Recorded data
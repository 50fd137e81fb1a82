use crate::error::{CatalogueError, Result};
use serde::{Deserialize, Serialize};
use std::path::PathBuf;

/// 永続化するユーザ設定（~/.config/photo-catalogue/config.json）
#[derive(Debug, Clone, Serialize, Deserialize)]
#[serde(default)]
pub struct Config {
    /// 価格表示に使う通貨記号
    pub currency_symbol: String,
    /// 既定のドキュメントタイトル
    pub default_title: String,
    /// generateの既定最低在庫数
    pub default_min_stock: f64,
}

impl Default for Config {
    fn default() -> Self {
        Self {
            currency_symbol: "R".into(),
            default_title: "Photo Catalogue".into(),
            default_min_stock: 0.0,
        }
    }
}

impl Config {
    pub fn load() -> Result<Self> {
        let config_path = Self::config_path()?;

        if config_path.exists() {
            let content = std::fs::read_to_string(&config_path)?;
            let config: Config = serde_json::from_str(&content)?;
            Ok(config)
        } else {
            Ok(Self::default())
        }
    }

    pub fn save(&self) -> Result<()> {
        let config_path = Self::config_path()?;

        if let Some(parent) = config_path.parent() {
            std::fs::create_dir_all(parent)?;
        }

        let content = serde_json::to_string_pretty(self)?;
        std::fs::write(&config_path, content)?;
        Ok(())
    }

    pub fn config_path() -> Result<PathBuf> {
        let home = dirs::home_dir()
            .ok_or_else(|| CatalogueError::Config("ホームディレクトリが見つかりません".into()))?;
        Ok(home.join(".config").join("photo-catalogue").join("config.json"))
    }
}

#[cfg(test)]
mod tests {
    use super::*;

    #[test]
    fn test_default_config() {
        let config = Config::default();
        assert_eq!(config.currency_symbol, "R");
        assert_eq!(config.default_min_stock, 0.0);
    }

    #[test]
    fn test_config_roundtrip_json() {
        let config = Config {
            currency_symbol: "$".into(),
            default_title: "Catalogue".into(),
            default_min_stock: 5.0,
        };
        let json = serde_json::to_string(&config).unwrap();
        let restored: Config = serde_json::from_str(&json).unwrap();
        assert_eq!(restored.currency_symbol, "$");
        assert_eq!(restored.default_min_stock, 5.0);
    }

    #[test]
    fn test_config_partial_json_uses_defaults() {
        let restored: Config = serde_json::from_str(r#"{"currency_symbol": "€"}"#).unwrap();
        // 欠けたフィールドは既定値になる
        assert_eq!(restored.currency_symbol, "€");
        assert_eq!(restored.default_title, "Photo Catalogue");
    }
}
//! Random fields of non-overlapping convex polygons in ℝ².
//!
//! This library procedurally generates a bounded 2D plane populated with
//! randomly placed convex polygons, together with a start point on one edge
//! and a goal point on the opposite edge: an obstacle course for downstream
//! pathfinding or motion-planning consumers. No pathfinding happens here.
//!
//! Generation runs in two phases. The [`solver`] first places random candidate
//! polygons, rejecting any that overlap an accepted one, until a target area
//! density is reached; it then grows every accepted polygon outward as far as
//! the plane margin and its neighbours allow, producing a tight packing. The
//! result is a [`field::Field`], exportable to integer grid coordinates.
//!
//! All randomness flows through an explicit [`rand::Rng`] instance, so a
//! seeded generator reproduces a field exactly.
//!
//! # Basic usage
//! ```
//! use {polygen::solver::Generator, rand::SeedableRng};
//!
//! # fn main() -> polygen::error::Result<()> {
//! let mut rng = rand_pcg::Pcg64::seed_from_u64(0);
//! let generator = Generator::new(500.0, 300.0)?;
//! let field = generator.render(&mut rng);
//!
//! let grid = field.to_grid();
//! assert!(!grid.shapes.is_empty());
//! assert_eq!(grid.start.x, 5);
//! assert_eq!(grid.goal.x, 495);
//! # Ok(())
//! # }
//! ```
//!
//! Density, radius bounds and the other knobs live on
//! [`solver::Config`]. Note its feasibility caveat: the placement loop has no
//! attempt ceiling and will not terminate on densities the plane cannot fit.

pub mod error;
pub mod field;
pub mod geometry;
pub mod solver;

#[cfg(test)] mod tests;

Task details
Check each line of the records above for "with", and copy those that have it.

Exercise result
//! This library procedurally generates a bounded 2D plane populated with
//! randomly placed convex polygons, together with a start point on one edge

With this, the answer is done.